Where are the 79 million members of Generation Y/Millennials (people age 19 to 36) living now and where do they see themselves in the future? These questions are important to every homeowner in the country because this cohort is the largest generation ever seen in U.S. history and comprises 25 percent of the population. Their decisions about all aspects of the economy, as well as home ownership, will have a profound Impact on the real estate market for many decades to come.
In a report published by the Urban Land Institute, 21 percent of respondents reported they currently live with parents or another relative. This is the same proportion as reported four years ago, which means that despite an Improving economy, as many Gen Y’ers moved back home as moved out of their parents’ homes over the past four years. Out of the numbers of young adults living on their own, 26 percent have actually made the step to homeownership. And even among those that haven’t, almost every member of this generation expects to own a home within the foreseeable future. Their reasons include seeing home ownership as a good long-term investment; wanting more space and privacy, and the stability provided by home­ownership. Many expect to use money they have saved for their down payment. What are the factors that will be most important to these future home buyers? In the survey, cost of housing ranked as one of the most important criteria when purchasing a home. Neighborhood safety is another marker, along with proximity to work. School quality is hugely important to those with children.
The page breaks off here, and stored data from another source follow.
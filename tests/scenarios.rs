use rr_model::{
    InvalidInput, Process, SimulationResult, analyze, core::GanttEntry, metrics::compare,
    simulate,
};

fn procs(spec: &[(&str, u64, u64)]) -> Vec<Process> {
    spec.iter()
        .map(|&(id, arrival, burst)| Process::new(id, arrival, burst))
        .collect()
}

fn gantt(result: &SimulationResult) -> Vec<(&str, u64, u64)> {
    result
        .gantt
        .iter()
        .map(|GanttEntry { process_id, start, end }| (process_id.as_str(), *start, *end))
        .collect()
}

fn completion(result: &SimulationResult, id: &str) -> u64 {
    result.get(id).unwrap().completion
}

/// Three staggered arrivals, quantum 2.
#[test]
fn staggered_arrivals_interleave() {
    let result = simulate(&procs(&[("P1", 0, 4), ("P2", 1, 3), ("P3", 2, 1)]), 2).unwrap();

    assert_eq!(
        gantt(&result),
        [("P1", 0, 2), ("P2", 2, 4), ("P3", 4, 5), ("P1", 5, 7), ("P2", 7, 8)]
    );
    assert_eq!(completion(&result, "P1"), 7);
    assert_eq!(completion(&result, "P2"), 8);
    assert_eq!(completion(&result, "P3"), 5);
    assert_eq!(result.context_switches, 4);
}

/// Same arrivals with a five-tick P1: P1 needs a third slice at the end.
#[test]
fn long_first_process_finishes_last() {
    let result = simulate(&procs(&[("P1", 0, 5), ("P2", 1, 3), ("P3", 2, 1)]), 2).unwrap();

    assert_eq!(
        gantt(&result),
        [
            ("P1", 0, 2),
            ("P2", 2, 4),
            ("P3", 4, 5),
            ("P1", 5, 7),
            ("P2", 7, 8),
            ("P1", 8, 9)
        ]
    );
    assert_eq!(completion(&result, "P1"), 9);
    assert_eq!(result.context_switches, 5);
    let p3 = result.get("P3").unwrap();
    assert_eq!((p3.turnaround, p3.waiting, p3.response), (3, 2, 2));
}

#[test]
fn single_process_never_switches() {
    let result = simulate(&procs(&[("P1", 0, 4)]), 2).unwrap();

    assert_eq!(gantt(&result), [("P1", 0, 2), ("P1", 2, 4)]);
    let row = result.get("P1").unwrap();
    assert_eq!(row.completion, 4);
    assert_eq!(row.waiting, 0);
    assert_eq!(row.response, 0);
    assert_eq!(result.context_switches, 0);
}

#[test]
fn clock_starts_at_first_arrival() {
    let result = simulate(&procs(&[("P1", 3, 2)]), 5).unwrap();

    assert_eq!(gantt(&result), [("P1", 3, 5)]);
    assert_eq!(result.get("P1").unwrap().response, 0);
}

#[test]
fn empty_result_metrics_are_zero() {
    let metrics = analyze(&SimulationResult::default());

    assert_eq!(metrics.total_time, 0);
    assert_eq!(metrics.cpu_utilization, 0.0);
    assert_eq!(metrics.throughput, 0.0);
}

#[test]
fn empty_workload_is_rejected() {
    assert_eq!(simulate(&[], 2), Err(InvalidInput::EmptyWorkload));
}

/// A process arriving exactly when another's slice ends goes first.
#[test]
fn arrival_on_slice_boundary_beats_requeue() {
    let result = simulate(&procs(&[("A", 0, 3), ("B", 2, 2)]), 2).unwrap();
    assert_eq!(gantt(&result), [("A", 0, 2), ("B", 2, 4), ("A", 4, 5)]);
}

/// Processes sharing an arrival keep their input order.
#[test]
fn equal_arrivals_keep_input_order() {
    let result = simulate(&procs(&[("Z", 1, 1), ("Y", 0, 1), ("X", 1, 1)]), 1).unwrap();
    let ids: Vec<_> = result.processes.iter().map(|r| r.process.id.as_str()).collect();
    assert_eq!(ids, ["Y", "Z", "X"]);
    assert_eq!(gantt(&result), [("Y", 0, 1), ("Z", 1, 2), ("X", 2, 3)]);
}

/// The CPU idles between bursts and the clock jumps to the next arrival.
#[test]
fn idle_gap_mid_run() {
    let result = simulate(&procs(&[("A", 0, 2), ("B", 10, 3), ("C", 10, 1)]), 2).unwrap();

    assert_eq!(
        gantt(&result),
        [("A", 0, 2), ("B", 10, 12), ("C", 12, 13), ("B", 13, 14)]
    );
    let metrics = analyze(&result);
    assert_eq!(metrics.total_time, 14);
    assert!((metrics.cpu_utilization - 6.0 / 14.0 * 100.0).abs() < 1e-9);
}

#[test]
fn comparison_reports_both_quanta() {
    let workload = procs(&[("P1", 0, 5), ("P2", 1, 3), ("P3", 2, 1)]);
    let cmp = compare(&workload, 1, 5).unwrap();

    assert_eq!(cmp.left.result.quantum, 1);
    assert_eq!(
        gantt(&cmp.right.result),
        [("P1", 0, 5), ("P2", 5, 8), ("P3", 8, 9)]
    );
    assert!(cmp.left.metrics.context_switches > cmp.right.metrics.context_switches);
}
pub mod driver;
pub mod event;
pub mod observer;
pub mod state;

pub use driver::SchedCore;
pub use event::SchedCoreEvent;
pub use state::{GanttEntry, RunCtx, Task, TaskId, TaskState, Ticks};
Community character, encompassing such intangibles as ambiance, visual appeal and walkability, are top requirements as well. Other attributes important to Generation Y members include proximity to family and friends, as well as availability of shopping, dining, and entertainment.
While home ownership is important, Millennials also place a high value on work-life balance. Many Millennials feel they are underemployed. Roughly twenty-nine percent of Millennials with full-time jobs earned less than $35,000 a year, and more than half made less than $50,000, which affects the price they are able and willing to pay for housing. Many continue to compromise, such as renting for the moment, instead of buying. Millennials are paying a median rent of $925 and twenty-seven percent of renters have roommates to divvy up the costs. The significance of Millennials extends beyond their numbers. Not only are they the first generation to have had access to the Internet during their formative years, Millennials also stand out because they are the most educated generation In our history. About 61 percent of adult Millennials have attended college, whereas only 46 percent of the Baby Boomers did so. They are the generation that will shape our economy and our country for decades to come.